In the quaternary structure, chains of polypeptides begin to interact together. These protein subunits bind together via hydrogen bonds and van der Waals interactions. Their arrangement allows the specific functionality of the final protein. Changes in conformation can be detrimental to their biological actions. Hemoglobin is an example of a protein with a quaternary structure. It is made up of 4 subunits.
It is worth noting that not all proteins have a quaternary structure, many proteins only have a tertiary structure as their final conformation.
Are polypeptides proteins? In some cases, the word polypeptide is used interchangeably with the word protein. However, a protein can consist of more than 1 chain of polypeptides, so it is not always correct to use the term polypeptide for all proteins.

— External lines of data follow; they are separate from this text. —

//! Client side of the state-coalescing daemon: socket dialing with
//! auto-spawn under a file lock, the versioned handshake, and the
//! one-request/one-response exchange.

pub mod daemon;

use std::collections::BTreeMap;
use std::os::unix::net::UnixStream;
use std::path::{Path, PathBuf};
use std::process::Command;
use std::sync::atomic::{AtomicBool, Ordering};
use std::sync::Arc;
use std::time::{Duration, Instant};

use serde::Deserialize;
use serde_bytes::ByteBuf;
use uuid::Uuid;

use coffre_protocol::{RequestPkt, ResponsePkt, PROTOCOL_VERSION};
use coffre_types::{CoffreError, Mac, Result};

/// Maximum connect attempts before giving up on auto-spawn.
const SPAWN_MAX_ATTEMPTS: u32 = 1000;
/// Pause between connect attempts.
const SPAWN_RETRY_DELAY: Duration = Duration::from_millis(5);

/// Everything a client call needs: where the socket lives, the caller's
/// pre-derived secret (may be empty), and an optional cancellation flag
/// that closes the connection when raised.
#[derive(Clone)]
pub struct ClientCtx {
    pub cache_dir: PathBuf,
    pub secret: Vec<u8>,
    pub shutdown: Option<Arc<AtomicBool>>,
    /// Program to spawn when the daemon is absent. Defaults to the
    /// current executable, run with the `cached` subcommand.
    pub spawn_program: Option<PathBuf>,
}

impl ClientCtx {
    pub fn new(cache_dir: impl Into<PathBuf>) -> Self {
        ClientCtx {
            cache_dir: cache_dir.into(),
            secret: Vec::new(),
            shutdown: None,
            spawn_program: None,
        }
    }

    pub fn with_secret(mut self, secret: Vec<u8>) -> Self {
        self.secret = secret;
        self
    }

    pub fn with_shutdown(mut self, shutdown: Arc<AtomicBool>) -> Self {
        self.shutdown = Some(shutdown);
        self
    }
}

/// Path of the daemon socket under a cache directory.
pub fn socket_path(cache_dir: &Path) -> PathBuf {
    cache_dir.join("cached.sock")
}

/// Ask the daemon for a full state rebuild, waiting for completion.
pub fn rebuild_state_from_cached(
    ctx: &ClientCtx,
    repo_id: Uuid,
    store_config: &BTreeMap<String, String>,
) -> Result<i32> {
    let t0 = Instant::now();
    let res = rebuild_state_request(
        ctx,
        &RequestPkt {
            secret: ctx.secret.clone(),
            repo_id,
            store_config: store_config.clone(),
            fire_and_forget: false,
            state_id: Mac::ZERO,
        },
    );
    tracing::trace!(
        target: "cached",
        "rebuild from cached (store={repo_id}): {:?}",
        t0.elapsed()
    );
    res
}

/// Ask the daemon for a full rebuild, optionally without waiting for it.
pub fn rebuild_state_from_store(
    ctx: &ClientCtx,
    repo_id: Uuid,
    store_config: &BTreeMap<String, String>,
    fire_and_forget: bool,
) -> Result<i32> {
    let t0 = Instant::now();
    let res = rebuild_state_request(
        ctx,
        &RequestPkt {
            secret: ctx.secret.clone(),
            repo_id,
            store_config: store_config.clone(),
            fire_and_forget,
            state_id: Mac::ZERO,
        },
    );
    tracing::trace!(
        target: "cached",
        "rebuild from store (store={repo_id}): {:?}",
        t0.elapsed()
    );
    res
}

/// Ask the daemon to ingest one state file instead of a full rebuild.
pub fn rebuild_state_from_state_file(
    ctx: &ClientCtx,
    state_id: Mac,
    repo_id: Uuid,
    store_config: &BTreeMap<String, String>,
    fire_and_forget: bool,
) -> Result<i32> {
    let t0 = Instant::now();
    let res = rebuild_state_request(
        ctx,
        &RequestPkt {
            secret: ctx.secret.clone(),
            repo_id,
            store_config: store_config.clone(),
            fire_and_forget,
            state_id,
        },
    );
    tracing::trace!(
        target: "cached",
        "rebuild from local statefile (file={state_id}, store={repo_id}): {:?}",
        t0.elapsed()
    );
    res
}

fn rebuild_state_request(ctx: &ClientCtx, req: &RequestPkt) -> Result<i32> {
    let mut client = Client::connect(ctx, false)?;

    // When a cancellation flag is wired up, a watcher closes the stream
    // so a pending response decode unblocks.
    let done = Arc::new(AtomicBool::new(false));
    let watcher = ctx.shutdown.as_ref().map(|shutdown| {
        let shutdown = Arc::clone(shutdown);
        let done = Arc::clone(&done);
        let stream = client.stream.try_clone();
        std::thread::spawn(move || {
            let stream = match stream {
                Ok(s) => s,
                Err(_) => return,
            };
            while !done.load(Ordering::SeqCst) {
                if shutdown.load(Ordering::SeqCst) {
                    let _ = stream.shutdown(std::net::Shutdown::Both);
                    return;
                }
                std::thread::sleep(Duration::from_millis(10));
            }
        })
    });

    let result = client.call(ctx, req);

    done.store(true, Ordering::SeqCst);
    if let Some(watcher) = watcher {
        let _ = watcher.join();
    }
    result
}

#[derive(Debug)]
struct Client {
    stream: UnixStream,
    de: rmp_serde::Deserializer<rmp_serde::decode::ReadReader<UnixStream>>,
}

impl Client {
    /// Dial the daemon socket, spawning the daemon under the spawn lock
    /// if nothing is listening yet.
    fn connect(ctx: &ClientCtx, ignore_version: bool) -> Result<Client> {
        let socket = socket_path(&ctx.cache_dir);
        let mut lock: Option<SpawnLock> = None;
        let mut spawned = false;
        let mut attempt: u32 = 0;

        let stream = loop {
            match UnixStream::connect(&socket) {
                Ok(stream) => break stream,
                Err(_) => {}
            }

            attempt += 1;
            if attempt > SPAWN_MAX_ATTEMPTS {
                return Err(CoffreError::FailedToRunAgent);
            }

            if lock.is_none() {
                let lock_path = lock_file_path(&socket);
                lock = Some(SpawnLock::acquire(&lock_path)?);
                // Always retry at least once, even though we got the
                // lock: another client could have taken the lock, started
                // the daemon and released the lock between our connect
                // and our flock.
                continue;
            }

            if !spawned {
                spawn_daemon(ctx)?;
                spawned = true;
            }

            std::thread::sleep(SPAWN_RETRY_DELAY);
        };

        // The daemon is confirmed reachable; only now release the spawn
        // lock so racing clients cannot double-spawn.
        drop(lock);

        let de = rmp_serde::Deserializer::new(stream.try_clone()?);
        let mut client = Client { stream, de };
        client.handshake(ignore_version)?;
        Ok(client)
    }

    fn handshake(&mut self, ignore_version: bool) -> Result<()> {
        let ours = ByteBuf::from(PROTOCOL_VERSION.as_bytes().to_vec());
        rmp_serde::encode::write(&mut &self.stream, &ours)?;

        let theirs = ByteBuf::deserialize(&mut self.de)?;
        if !ignore_version && theirs != ours {
            return Err(CoffreError::WrongVersion(
                String::from_utf8_lossy(&theirs).into_owned(),
            ));
        }
        Ok(())
    }

    /// Send one request and decode exactly one response.
    fn call(&mut self, ctx: &ClientCtx, req: &RequestPkt) -> Result<i32> {
        rmp_serde::encode::write_named(&mut &self.stream, req)?;

        match ResponsePkt::deserialize(&mut self.de) {
            Ok(resp) => {
                if resp.err.is_empty() {
                    Ok(resp.exit_code)
                } else {
                    Err(CoffreError::Other(resp.err))
                }
            }
            Err(e) => {
                if let Some(shutdown) = &ctx.shutdown {
                    if shutdown.load(Ordering::SeqCst) {
                        return Err(CoffreError::Interrupted);
                    }
                }
                Err(CoffreError::Other(format!("failed to decode response: {e}")))
            }
        }
    }
}

fn lock_file_path(socket: &Path) -> PathBuf {
    let mut name = socket.file_name().unwrap_or_default().to_os_string();
    name.push(".lock");
    socket.with_file_name(name)
}

fn spawn_daemon(ctx: &ClientCtx) -> Result<()> {
    let program = match &ctx.spawn_program {
        Some(p) => p.clone(),
        None => std::env::current_exe()
            .map_err(|e| CoffreError::Other(format!("failed to get executable: {e}")))?,
    };
    Command::new(&program).arg("cached").spawn().map_err(|e| {
        tracing::warn!("failed to start cached via {}: {e}", program.display());
        CoffreError::FailedToRunAgent
    })?;
    Ok(())
}

/// Exclusive advisory lock on the client spawn-lock file. Dropping the
/// guard releases the lock and removes the file.
struct SpawnLock {
    file: std::fs::File,
    path: PathBuf,
}

impl SpawnLock {
    fn acquire(path: &Path) -> Result<SpawnLock> {
        use std::os::fd::AsRawFd;
        use std::os::unix::fs::OpenOptionsExt;

        let file = std::fs::OpenOptions::new()
            .write(true)
            .create(true)
            .truncate(false)
            .mode(0o600)
            .open(path)
            .map_err(|e| CoffreError::FailedToLock(format!("{}: {e}", path.display())))?;

        let rc = unsafe { libc::flock(file.as_raw_fd(), libc::LOCK_EX) };
        if rc != 0 {
            let e = std::io::Error::last_os_error();
            return Err(CoffreError::FailedToLock(format!("{}: {e}", path.display())));
        }
        Ok(SpawnLock {
            file,
            path: path.to_path_buf(),
        })
    }
}

impl Drop for SpawnLock {
    fn drop(&mut self) {
        use std::os::fd::AsRawFd;
        unsafe { libc::flock(self.file.as_raw_fd(), libc::LOCK_UN) };
        let _ = std::fs::remove_file(&self.path);
    }
}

Polypeptides and their resulting proteins are found throughout the body. What is the function of a polypeptide? The roles of the polypeptides depend on the amino acid content. There are over 20 amino acids, and the average length of a polypeptide is about 300 amino acids. These amino acids can be arranged in any given sequence. This allows for a massive number of possible protein variations. However, not all of these proteins would have a stable 3D conformation. The proteins found in cells are not only stable in their conformation, but also unique to each other.
What are examples of polypeptides? The most important examples of proteins include transporters, enzymes, hormones and structural support.

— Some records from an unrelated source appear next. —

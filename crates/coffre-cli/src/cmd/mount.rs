use std::sync::Arc;

use coffre_core::cached::{self, ClientCtx};
use coffre_core::config::Config;
use coffre_core::mount::{self, SnapshotFs};
use coffre_core::platform::paths;
use coffre_types::{CoffreError, Result};

use crate::dispatch::open_repository;
use crate::signal;

pub(crate) fn run(config: &Config, repo_ref: &str, to: &str) -> Result<i32> {
    if !to.starts_with("http://") {
        return Err(CoffreError::UnsupportedBackend(
            "FUSE mountpoints are not compiled in; use -to http://addr:port".into(),
        ));
    }

    let (repo, store_config, secret) = open_repository(config, repo_ref)?;
    let repo = Arc::new(repo);
    let repo_id = repo.configuration().repository_id;

    let client = ClientCtx::new(paths::cache_dir())
        .with_secret(secret)
        .with_shutdown(signal::shutdown_flag());

    // Root enumeration refreshes through the daemon, then picks up the
    // daemon's freshly persisted scan cache.
    let refresh_repo = Arc::clone(&repo);
    let fs = Arc::new(SnapshotFs::new(
        Arc::clone(&repo),
        Box::new(move || {
            cached::rebuild_state_from_cached(&client, repo_id, &store_config)?;
            refresh_repo.reload_state_cache()?;
            Ok(())
        }),
    ));

    mount::http::serve(fs, to, signal::shutdown_flag())?;
    Ok(0)
}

There are protein transporters and peptide transporters. Peptide transporters are found in the peptide transporter (PTR) family. Their function is to act as membrane proteins in a cell to take up small peptides (di- or tri-peptides). There are 2 main types of peptide transporters, PEPT1 and PEPT2. PEPT1 is found in intestinal cells and helps with the absorption of di- and tripeptides. PEPT2 on the other hand is mainly found in the kidney cells and helps in the reabsorption of di- and tripeptides.
Polypeptides also constitute enzymes. Enzymes initiate (catalyze) or accelerate biochemical reactions. They are biomolecules that help in the synthesis as well as the breakdown of molecules. All living organisms use enzymes and they are essential for our survival. It is believed that enzymes catalyze about 4000 different biochemical reactions in life. All enzymes are named with the suffix -ase. There are 6 functional groups of enzymes: oxidoreductases, transferases, hydrolases, lyases, isomerases and ligases. Lactase, for example, is a hydrolase that causes the hydrolysis (breakdown reaction with water) of lactose (milk sugar) into galactose and glucose monomers. Lactase is found in humans and animals and has the function of helping with the digestion of milk. It is also found in some microorganisms.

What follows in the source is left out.